Il est aussi utile de collaborer étroitement avec les équipes data. Les événements de clic sur les disclaimers peuvent révéler des intentions différentes de celles du CTA principal. Un utilisateur qui clique sur « Informations de sécurité » n’est pas au même stade du parcours qu’un utilisateur qui clique sur « Découvrir le produit ».

Enfin, rester agile. Les premiers mois seront ceux de l’apprentissage. Les configurations qui fonctionnent aujourd’hui devront peut-être être ajustées demain en fonction des retours utilisateurs et des évolutions de la plateforme.

L’importance de l’expérience mobile native

Un point souvent sous-estimé : tout cela se passe dans un environnement 100 % mobile et conçu pour le pouce. Les petits liens sous l’annonce doivent rester parfaitement cliquables, même sur les plus petits écrans. Snapchat a l’habitude de ce type de contraintes, ce qui laisse penser que l’implémentation technique sera soignée.

Cette attention au détail mobile est un atout. Trop de solutions de conformité oublient que la majorité du trafic se fait aujourd’hui sur smartphone. Une information de sécurité difficile à atteindre sur mobile perd tout son intérêt réglementaire et marketing.

Vers une publicité plus responsable et plus utile

Au-delà des aspects techniques et business, cette nouveauté s’inscrit dans une tendance plus large : celle d’une publicité qui se veut utile. Les utilisateurs, surtout les plus jeunes, sont de plus en plus exigeants.
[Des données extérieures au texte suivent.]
#[async_trait]
impl ChainAdapter for MockChain {
    async fn approve(&self, _: Address, _: Amount) -> Result<(), ChainError> {
        Ok(())
    }
    async fn balance(&self) -> Result<Amount, ChainError> {
        Ok(0)
    }
    async fn register_bot(&self, _: &str, _: Digest) -> Result<(), ChainError> {
        Ok(())
    }
    async fn deregister_bot(&self) -> Result<(), ChainError> {
        Ok(())
    }
    async fn get_bot(&self, address: Address) -> Result<Option<BotRecord>, ChainError> {
        Ok(self
            .state
            .lock()
            .unwrap()
            .bots
            .iter()
            .find(|b| b.address == address)
            .cloned())
    }
    async fn get_all_active_bots(&self) -> Result<Vec<BotRecord>, ChainError> {
        Ok(self.state.lock().unwrap().bots.clone())
    }
    async fn deposit_to_vault(&self, _: Amount) -> Result<(), ChainError> {
        Ok(())
    }
    async fn withdraw_from_vault(&self, _: Amount) -> Result<(), ChainError> {
        Ok(())
    }
    async fn get_vault_balance(&self, _: Address) -> Result<VaultBalance, ChainError> {
        Ok(VaultBalance { available: 0, locked: 0, total: 0 })
    }
    async fn get_vault_nonce(&self, address: Address) -> Result<Nonce, ChainError> {
        Ok(*self.state.lock().unwrap().nonces.get(&address).unwrap_or(&0))
    }
    fn sign_bilateral_commitment(
        &self,
        c: &BilateralCommitment,
    ) -> Result<Signature, ChainError> {
        let digest = windward_crypto::typed_data::hash_commitment(&self.domain, c);
        Ok(self.keypair.sign_digest(&digest))
    }
    async fn commit_bilateral_bet(
        &self,
        _: &BilateralCommitment,
        _: &Signature,
        _: &Signature,
    ) -> Result<BetId, ChainError> {
        unimplemented!("not exercised by settlement tests")
    }
    fn sign_settlement_agreement(
        &self,
        a: &SettlementAgreement,
    ) -> Result<Signature, ChainError> {
        let digest = hash_settlement_agreement(&self.domain, a);
        Ok(self.keypair.sign_digest(&digest))
    }
    async fn settle_by_agreement(
        &self,
        agreement: &SettlementAgreement,
        creator_sig: &Signature,
        filler_sig: &Signature,
    ) -> Result<(), ChainError> {
        let mut state = self.state.lock().unwrap();
        let bet = state
            .bets
            .get(&agreement.bet_id)
            .cloned()
            .ok_or_else(|| ChainError::Reverted("unknown bet".into()))?;

        // Contract-side verification: both signatures recover to the two
        // parties over the same digest, which embeds the single nonce.
        let digest = hash_settlement_agreement(&self.domain, agreement);
        let creator = recover_address(&digest, creator_sig)
            .map_err(|_| ChainError::Rejected("creator signature".into()))?;
        let filler = recover_address(&digest, filler_sig)
            .map_err(|_| ChainError::Rejected("filler signature".into()))?;
        if creator != bet.creator || filler != bet.filler {
            return Err(ChainError::Rejected("signature recovery mismatch".into()));
        }

        state.bets.get_mut(&agreement.bet_id).unwrap().status = BetStatus::Settled;
        state.settled.push(agreement.clone());
        Ok(())
    }
    fn sign_custom_payout(&self, p: &CustomPayout) -> Result<Signature, ChainError> {
        let digest = hash_custom_payout(&self.domain, p);
        Ok(self.keypair.sign_digest(&digest))
    }
    async fn custom_payout(
        &self,
        payout: &CustomPayout,
        creator_sig: &Signature,
        filler_sig: &Signature,
    ) -> Result<(), ChainError> {
        let mut state = self.state.lock().unwrap();
        let bet = state
            .bets
            .get(&payout.bet_id)
            .cloned()
            .ok_or_else(|| ChainError::Reverted("unknown bet".into()))?;
        let digest = hash_custom_payout(&self.domain, payout);
        let creator = recover_address(&digest, creator_sig)
            .map_err(|_| ChainError::Rejected("creator signature".into()))?;
        let filler = recover_address(&digest, filler_sig)
            .map_err(|_| ChainError::Rejected("filler signature".into()))?;
        if creator != bet.creator || filler != bet.filler {
            return Err(ChainError::Rejected("signature recovery mismatch".into()));
        }
        state.bets.get_mut(&payout.bet_id).unwrap().status = BetStatus::CustomPayout;
        state.payouts.push(payout.clone());
        Ok(())
    }
    async fn request_arbitration(&self, bet_id: BetId) -> Result<(), ChainError> {
        let mut state = self.state.lock().unwrap();
        state.bets.get_mut(&bet_id).unwrap().status = BetStatus::InArbitration;
        state.arbitrations.push(bet_id);
        Ok(())
    }
    async fn get_bet(&self, bet_id: BetId) -> Result<Bet, ChainError> {
        self.state
            .lock()
            .unwrap()
            .bets
            .get(&bet_id)
            .cloned()
            .ok_or_else(|| ChainError::Reverted("unknown bet".into()))
    }
    fn signer_address(&self) -> Address {
        self.keypair.address
    }
}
Ils acceptent la publicité à condition qu’elle leur apporte quelque chose de concret. En facilitant l’accès à des informations critiques, Snapchat transforme la contrainte réglementaire en service rendu.

Cette approche pourrait renforcer la perception globale de la publicité sur la plateforme. Quand les annonces aident réellement, elles sont moins rejetées. C’est un cercle vertueux que de nombreuses marques cherchent à enclencher.

Conclusion : une opportunité à saisir dès maintenant

La mise à jour des publicités pharma sur Snapchat n’est pas un simple ajout technique. C’est une réponse structurée à un besoin de marché clairement identifié. En permettant jusqu’à trois CTAs de disclaimer en plus du call-to-action principal, la plateforme offre enfin aux annonceurs santé les moyens de rester conformes tout en proposant une expérience riche et adaptée à chaque profil d’utilisateur.

Pour les équipes marketing, le moment est venu de tester, d’apprendre et d’intégrer cette nouvelle capacité dans les roadmaps. Ceux qui sauront combiner créativité, rigueur réglementaire et compréhension fine des parcours utilisateurs tireront le meilleur parti de cette évolution. Snapchat se positionne ainsi comme une option de plus en plus crédible pour les budgets pharma qui cherchent à toucher une audience jeune, engagée et en demande d’informations santé.

Le feed Snapchat n’est plus seulement un espace de divertissement. Avec ces nouveaux outils, il devient aussi un lieu où l’information de santé peut circuler de manière responsable, accessible et utile. Une belle avancée pour les marques, pour les utilisateurs, et pour l’ensemble de l’écosystème publicitaire digital.

Les prochains mois diront si cette innovation se traduit par une hausse significative des investissements pharma sur la plateforme. Mais une chose est déjà certaine : Snapchat a entendu le marché et a agi. Dans un secteur aussi exigeant que la santé, c’est rarement anodin.